> _What you will do_
Only the lines from the start of the entries through the line with "Actual buffer length." are wanted; please output them exactly.

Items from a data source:
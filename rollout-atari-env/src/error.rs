//! Errors of Atari environments.
use std::path::PathBuf;
use thiserror::Error;

/// Errors of Atari environments.
#[derive(Error, Debug)]
pub enum AtariEnvError {
    /// The pixel buffer does not match the frame size.
    #[error("Frame of {width}x{height} RGB pixels needs {expected} bytes, got {actual}")]
    FrameShapeError {
        /// Width of the frame.
        width: u32,
        /// Height of the frame.
        height: u32,
        /// Expected buffer length.
        expected: usize,
        /// Actual buffer length.
        actual: usize,
    },

    /// The ROM image of the game was not found.
    #[error("ROM not found: {0:?}")]
    RomNotFound(PathBuf),

    /// The action is not in the action set of the game.
    #[error("Action {act} is out of the {n} available actions")]
    ActionOutOfRange {
        /// Index of the action.
        act: usize,
        /// The number of available actions.
        n: usize,
    },
}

> _Response box_
filename rollout-atari-env/src/error.rs
//! Errors of Atari environments.
use std::path::PathBuf;
use thiserror::Error;

/// Errors of Atari environments.
#[derive(Error, Debug)]
pub enum AtariEnvError {
    /// The pixel buffer does not match the frame size.
    #[error("Frame of {width}x{height} RGB pixels needs {expected} bytes, got {actual}")]
    FrameShapeError {
        /// Width of the frame.
        width: u32,
        /// Height of the frame.
        height: u32,
        /// Expected buffer length.
        expected: usize,
        /// Actual buffer length.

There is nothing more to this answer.